> Work task:
Once every line below has been checked for "String", give only the number of lines that have it.

━━━━━ Given data ━━━━━

use serde::Serialize;

use crate::stats::StatCard;

#[derive(Serialize)]
pub struct ErrorBody {
    pub error: String,
}

#[derive(Serialize)]
pub struct NavigationResponse {
    pub path: String,
}

#[derive(Serialize)]
#[serde(rename_all = "camelCase")]
pub struct PoolCardsResponse {
    pub pool_name: String,
    pub cards: Vec<StatCard>,
}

━━━━━

> Task solution:
3